§ Problem: Across the listing, how many lines contain "ResourceGroup"? The reply is the number alone.

§ Provided entries:
|---|

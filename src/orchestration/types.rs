//! # Orchestration Types
//!
//! Core types shared by the planner, the gate evaluator, the stage executor
//! and the rollout coordinator: waves and their gates, per-target outcomes,
//! rollout reports and lifecycle events.

use chrono::{DateTime, Utc};
use serde::{Deserialize, Serialize};
use uuid::Uuid;

use crate::models::{DeploymentTarget, Phase, ResourceGroup, RolloutMode};
use crate::registry::GroupOutputs;
use crate::state_machine::TargetState;

/// Precondition that must clear before a wave starts
#[derive(Debug, Clone, PartialEq, Eq, Hash, Serialize, Deserialize)]
#[serde(tag = "kind", rename_all = "snake_case")]
pub enum GateCondition {
    AlwaysOpen,
    /// Cleared only by an operator approval signal
    ManualApproval { gate_id: String, reason: String },
}

impl GateCondition {
    pub fn manual(gate_id: impl Into<String>, reason: impl Into<String>) -> Self {
        Self::ManualApproval {
            gate_id: gate_id.into(),
            reason: reason.into(),
        }
    }

    pub fn gate_id(&self) -> Option<&str> {
        match self {
            Self::AlwaysOpen => None,
            Self::ManualApproval { gate_id, .. } => Some(gate_id),
        }
    }

    pub fn is_manual(&self) -> bool {
        matches!(self, Self::ManualApproval { .. })
    }
}

/// Approval state of a manual gate
#[derive(Debug, Clone, Copy, PartialEq, Eq, Hash, Serialize, Deserialize)]
#[serde(rename_all = "snake_case")]
pub enum GateStatus {
    Pending,
    Approved,
}

/// Result of an approval signal
#[derive(Debug, Clone, Copy, PartialEq, Eq, Serialize, Deserialize)]
#[serde(rename_all = "snake_case")]
pub enum ApprovalOutcome {
    Approved,
    /// The gate was already approved; nothing changed
    AlreadyApproved,
}

/// Resource groups applied together as one schedulable step
#[derive(Debug, Clone, PartialEq, Eq, Serialize, Deserialize)]
pub struct Wave {
    pub index: usize,
    pub phase: Phase,
    pub groups: Vec<ResourceGroup>,
    pub gates: Vec<GateCondition>,
}

impl Wave {
    pub fn name(&self) -> &'static str {
        self.phase.as_str()
    }

    pub fn group_ids(&self) -> Vec<&str> {
        self.groups.iter().map(|group| group.id.as_str()).collect()
    }

    pub fn manual_gate_ids(&self) -> Vec<&str> {
        self.gates.iter().filter_map(GateCondition::gate_id).collect()
    }
}

/// Ordered wave list for one target
#[derive(Debug, Clone, PartialEq, Eq, Serialize, Deserialize)]
pub struct TargetPlan {
    pub target: DeploymentTarget,
    pub mode: RolloutMode,
    pub waves: Vec<Wave>,
}

impl TargetPlan {
    pub fn target_id(&self) -> String {
        self.target.id()
    }

    /// Every distinct manual gate id in first-use order
    pub fn gate_ids(&self) -> Vec<String> {
        let mut ids: Vec<String> = Vec::new();
        for wave in &self.waves {
            for gate_id in wave.manual_gate_ids() {
                if !ids.iter().any(|known| known == gate_id) {
                    ids.push(gate_id.to_string());
                }
            }
        }
        ids
    }
}

/// How one target's pipeline ended
#[derive(Debug, Clone, PartialEq, Eq, Serialize, Deserialize)]
#[serde(tag = "outcome", rename_all = "snake_case")]
pub enum TargetOutcome {
    Succeeded {
        waves_applied: usize,
    },
    Failed {
        wave: String,
        group: String,
        reason: String,
    },
    Cancelled {
        /// Wave the pipeline was parked on or about to start
        wave: Option<String>,
    },
}

impl TargetOutcome {
    pub fn is_success(&self) -> bool {
        matches!(self, Self::Succeeded { .. })
    }

    pub fn final_state(&self) -> TargetState {
        match self {
            Self::Succeeded { .. } => TargetState::Succeeded,
            Self::Failed { .. } => TargetState::Failed,
            Self::Cancelled { .. } => TargetState::Cancelled,
        }
    }
}

#[derive(Debug, Clone, PartialEq, Eq, Serialize, Deserialize)]
pub struct TargetReport {
    pub target_id: String,
    pub outcome: TargetOutcome,
    /// Groups that converged, in apply-completion order per wave
    pub applied_groups: Vec<String>,
    pub outputs: GroupOutputs,
}

impl TargetReport {
    /// Failure as a crate error, carrying target, wave and group identifiers
    pub fn error(&self) -> Option<crate::error::RolloutError> {
        match &self.outcome {
            TargetOutcome::Failed {
                wave,
                group,
                reason,
            } => Some(crate::error::RolloutError::ApplyFailed {
                target: self.target_id.clone(),
                wave: wave.clone(),
                group: group.clone(),
                reason: reason.clone(),
            }),
            TargetOutcome::Cancelled { .. } => Some(crate::error::RolloutError::Cancelled {
                target: self.target_id.clone(),
            }),
            TargetOutcome::Succeeded { .. } => None,
        }
    }
}

/// Outcome of one triggered rollout across every target
#[derive(Debug, Clone, PartialEq, Eq, Serialize, Deserialize)]
pub struct RolloutReport {
    pub rollout_id: Uuid,
    pub revision: String,
    pub started_at: DateTime<Utc>,
    pub finished_at: DateTime<Utc>,
    pub targets: Vec<TargetReport>,
}

impl RolloutReport {
    pub fn target(&self, target_id: &str) -> Option<&TargetReport> {
        self.targets.iter().find(|report| report.target_id == target_id)
    }

    pub fn all_succeeded(&self) -> bool {
        self.targets.iter().all(|report| report.outcome.is_success())
    }

    pub fn failed(&self) -> Vec<&TargetReport> {
        self.targets
            .iter()
            .filter(|report| matches!(report.outcome, TargetOutcome::Failed { .. }))
            .collect()
    }

    pub fn count_in(&self, state: TargetState) -> usize {
        self.targets
            .iter()
            .filter(|report| report.outcome.final_state() == state)
            .count()
    }
}

/// Point-in-time view of one pipeline
#[derive(Debug, Clone, PartialEq, Eq, Serialize, Deserialize)]
pub struct TargetStatus {
    pub target_id: String,
    pub state: TargetState,
    pub current_wave: Option<String>,
    pub pending_gates: Vec<String>,
    pub applied_groups: Vec<String>,
}

/// Rollout lifecycle events
#[derive(Debug, Clone, PartialEq, Eq, Serialize, Deserialize)]
#[serde(tag = "event", rename_all = "snake_case")]
pub enum RolloutEvent {
    RolloutStarted {
        rollout_id: Uuid,
        revision: String,
        targets: usize,
    },
    WaveStarted {
        target_id: String,
        wave: String,
        index: usize,
    },
    GateBlocked {
        target_id: String,
        wave: String,
        gates: Vec<String>,
    },
    GateApproved {
        target_id: String,
        gate_id: String,
    },
    GroupApplied {
        target_id: String,
        wave: String,
        group: String,
        attempts: u32,
    },
    GroupFailed {
        target_id: String,
        wave: String,
        group: String,
        reason: String,
    },
    WaveCompleted {
        target_id: String,
        wave: String,
    },
    TargetFinished {
        target_id: String,
        state: TargetState,
    },
    RolloutFinished {
        rollout_id: Uuid,
        succeeded: usize,
        failed: usize,
        cancelled: usize,
    },
}

impl RolloutEvent {
    /// Event name for structured logs
    pub fn event_name(&self) -> &'static str {
        use crate::constants::events;
        match self {
            Self::RolloutStarted { .. } => events::ROLLOUT_STARTED,
            Self::WaveStarted { .. } => events::WAVE_STARTED,
            Self::GateBlocked { .. } => events::GATE_BLOCKED,
            Self::GateApproved { .. } => events::GATE_APPROVED,
            Self::GroupApplied { .. } => events::GROUP_APPLIED,
            Self::GroupFailed { .. } => events::GROUP_FAILED,
            Self::WaveCompleted { .. } => events::WAVE_COMPLETED,
            Self::TargetFinished { .. } => events::TARGET_FINISHED,
            Self::RolloutFinished { .. } => events::ROLLOUT_FINISHED,
        }
    }

    pub fn target_id(&self) -> Option<&str> {
        match self {
            Self::WaveStarted { target_id, .. }
            | Self::GateBlocked { target_id, .. }
            | Self::GateApproved { target_id, .. }
            | Self::GroupApplied { target_id, .. }
            | Self::GroupFailed { target_id, .. }
            | Self::WaveCompleted { target_id, .. }
            | Self::TargetFinished { target_id, .. } => Some(target_id),
            Self::RolloutStarted { .. } | Self::RolloutFinished { .. } => None,
        }
    }
}
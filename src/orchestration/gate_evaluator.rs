//! # Gate Evaluator
//!
//! Decides whether a wave may start. Manual gates move `Pending → Approved`
//! exactly once through [`GateEvaluator::approve`]; they never expire and never
//! re-lock within a rollout. A pipeline parked on a gate awaits a watch channel
//! and consumes no compute until an approval or a cancellation arrives.

use chrono::{DateTime, Utc};
use parking_lot::RwLock;
use std::collections::HashMap;
use tokio::sync::watch;
use tracing::{debug, info};

use crate::error::{Result, RolloutError};
use crate::orchestration::types::{
    ApprovalOutcome, GateCondition, GateStatus, TargetPlan, Wave,
};
use crate::utils::CancellationSignal;

#[derive(Debug, Clone)]
struct GateEntry {
    reason: String,
    status: GateStatus,
    approved_at: Option<DateTime<Utc>>,
}

/// Gate state for one target's pipeline
#[derive(Debug)]
pub struct GateEvaluator {
    target_id: String,
    gates: RwLock<HashMap<String, GateEntry>>,
    /// Bumped on every state-changing approval
    approvals: watch::Sender<u64>,
}

impl GateEvaluator {
    pub fn new(target_id: impl Into<String>) -> Self {
        let (approvals, _) = watch::channel(0);
        Self {
            target_id: target_id.into(),
            gates: RwLock::new(HashMap::new()),
            approvals,
        }
    }

    /// Evaluator with every manual gate of the plan registered as pending
    pub fn for_plan(plan: &TargetPlan) -> Self {
        let evaluator = Self::new(plan.target_id());
        for wave in &plan.waves {
            for gate in &wave.gates {
                evaluator.register(gate);
            }
        }
        evaluator
    }

    pub fn target_id(&self) -> &str {
        &self.target_id
    }

    /// Register a gate; an already known gate keeps its state
    pub fn register(&self, gate: &GateCondition) {
        if let GateCondition::ManualApproval { gate_id, reason } = gate {
            self.gates
                .write()
                .entry(gate_id.clone())
                .or_insert_with(|| GateEntry {
                    reason: reason.clone(),
                    status: GateStatus::Pending,
                    approved_at: None,
                });
        }
    }

    /// True iff every gate of the wave is open or approved
    pub fn can_proceed(&self, wave: &Wave) -> bool {
        let gates = self.gates.read();
        wave.gates.iter().all(|gate| match gate {
            GateCondition::AlwaysOpen => true,
            GateCondition::ManualApproval { gate_id, .. } => gates
                .get(gate_id)
                .is_some_and(|entry| entry.status == GateStatus::Approved),
        })
    }

    /// Manual gates of the wave still waiting for approval
    pub fn pending_gates(&self, wave: &Wave) -> Vec<String> {
        let gates = self.gates.read();
        wave.manual_gate_ids()
            .into_iter()
            .filter(|gate_id| {
                gates
                    .get(*gate_id)
                    .map_or(true, |entry| entry.status == GateStatus::Pending)
            })
            .map(str::to_string)
            .collect()
    }

    pub fn status(&self, gate_id: &str) -> Option<GateStatus> {
        self.gates.read().get(gate_id).map(|entry| entry.status)
    }

    pub fn approved_at(&self, gate_id: &str) -> Option<DateTime<Utc>> {
        self.gates.read().get(gate_id).and_then(|entry| entry.approved_at)
    }

    /// Approve a manual gate. Approving twice is a no-op, not an error.
    pub fn approve(&self, gate_id: &str) -> Result<ApprovalOutcome> {
        let outcome = {
            let mut gates = self.gates.write();
            let entry = gates.get_mut(gate_id).ok_or_else(|| RolloutError::UnknownGate {
                target: self.target_id.clone(),
                gate: gate_id.to_string(),
            })?;

            match entry.status {
                GateStatus::Approved => ApprovalOutcome::AlreadyApproved,
                GateStatus::Pending => {
                    entry.status = GateStatus::Approved;
                    entry.approved_at = Some(Utc::now());
                    info!(
                        target_id = %self.target_id,
                        gate_id = %gate_id,
                        reason = %entry.reason,
                        "✅ Approval gate cleared"
                    );
                    ApprovalOutcome::Approved
                }
            }
        };

        if outcome == ApprovalOutcome::Approved {
            self.approvals.send_modify(|version| *version += 1);
        } else {
            debug!(target_id = %self.target_id, gate_id = %gate_id, "Gate already approved");
        }

        Ok(outcome)
    }

    /// Park until the wave may proceed, or fail with `Cancelled`
    pub async fn wait_until_open(&self, wave: &Wave, cancel: &CancellationSignal) -> Result<()> {
        // Subscribe before checking so an approval between check and await is seen
        let mut approvals = self.approvals.subscribe();

        loop {
            if cancel.is_cancelled() {
                return Err(RolloutError::Cancelled {
                    target: self.target_id.clone(),
                });
            }
            if self.can_proceed(wave) {
                return Ok(());
            }

            tokio::select! {
                changed = approvals.changed() => {
                    if changed.is_err() {
                        return Err(RolloutError::Cancelled {
                            target: self.target_id.clone(),
                        });
                    }
                }
                _ = cancel.cancelled() => {
                    return Err(RolloutError::Cancelled {
                        target: self.target_id.clone(),
                    });
                }
            }
        }
    }
}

|---|

§ Solution: 2